Source: Observatoire Volcanologique du Piton de la Fournaise (OVPF)
Report for Popocatepetl
CENAPRED reported that a small eruption at Popocatépetl on 10 June at 1744 produced a W-drifting ash column to a height of ~3 km above the volcano. In addition, episodes of low-amplitude harmonic tremor were recorded for a total of 2 hours. According to the Washington VAAC, the volcano returned to just gas venting after the eruption. Based on information from the México City MWO, the Washington VAAC also reported that a small emission occurred on 15 June at 1401. Aviators reported that the cloud from this eruption rose to ~2 km above the volcano and drifted N.
Sources: Centro Nacional de Prevencion de Desastres (CENAPRED), Washington Volcanic Ash Advisory Center (VAAC)
Report for Soufriere Hills
Volcanic activity at Soufrière Hills decreased to low levels during 6-13 June, with sporadic rockfalls and pyroclastic flows traveling down the volcano's E and NE flanks to the Tar River Valley, and White's and Tuitt's ghauts.

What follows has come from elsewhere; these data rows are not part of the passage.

//! Structural cache keys.
//!
//! Defines `QueryKey` for cache slots and `KeyPrefix` for bulk invalidation.

use std::fmt;

/// Identifies one cache slot.
///
/// Keys are structural: two keys built from equal values address the same
/// entry, with equality and hashing derived from the payload.
#[derive(Debug, Clone, PartialEq, Eq, Hash)]
pub enum QueryKey {
    /// The full post listing.
    Posts,
    /// One page of the post listing.
    PostsPage { page: u32 },
    /// A single post's detail record.
    Post { id: i64 },
}

impl QueryKey {
    /// Whether this key falls under the given invalidation prefix.
    pub fn matches(&self, prefix: &KeyPrefix) -> bool {
        match prefix {
            KeyPrefix::Posts => matches!(self, Self::Posts | Self::PostsPage { .. }),
            KeyPrefix::Post(id) => matches!(self, Self::Post { id: own } if own == id),
        }
    }
}

impl fmt::Display for QueryKey {
    fn fmt(&self, f: &mut fmt::Formatter<'_>) -> fmt::Result {
        match self {
            Self::Posts => write!(f, "posts"),
            Self::PostsPage { page } => write!(f, "posts?page={page}"),
            Self::Post { id } => write!(f, "post/{id}"),
        }
    }
}

/// Selects a key family for bulk operations.
///
/// `Posts` covers the listing and every page of it; detail records are
/// addressed one id at a time.
#[derive(Debug, Clone, PartialEq, Eq)]
pub enum KeyPrefix {
    Posts,
    Post(i64),
}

Several energetic pyroclastic flows occurred in the Tar River Valley in the early hours of 11 June and again on the morning of 13 June.
Source: Montserrat Volcano Observatory (MVO)
Report for Stromboli
INGV-CT reported that the effusive eruption that began at Stromboli on 15 February on the upper eastern corner of the Sciara del Fuoco (a horseshoe-shaped scarp) continued until at least 16 June, with a general decrease in lava-effusion rate. During 1-6 June, there was Strombolian activity at Crater 1 (the NE crater). Most ejecta fell within the crater and pulsating dark ash was emitted. On 11 June lava flows were occasionally emitted from hornitos at 600-m elevation. Discontinuous ash emission occurred from the summit crater until mid-June. On 15 June a SAR fixed camera recorded a Strombolian explosion, with abundant ash emissions.
Source: Sezione di Catania - Osservatorio Etneo (INGV)
Report for Tungurahua
Relatively high volcanic activity continued at Tungurahua during 10-17 June. Several explosions took place, with the highest rising ash plume reaching ~5 km above Tungurahua. Some explosions were heard in towns near the volcano and on 10 June vibrations from an explosion were felt in the town of Baños. Significant amounts of ash fell in several villages, including Quero and Pelileo. Strombolian activity during the evening of 15 June consisted of incandescent blocks that were hurled to ~150 m above the crater and rolled ~1 km down Tungurahua's N flank. Ash fell in the sector of Cusúa. During the report week, ash clouds were visible on satellite imagery.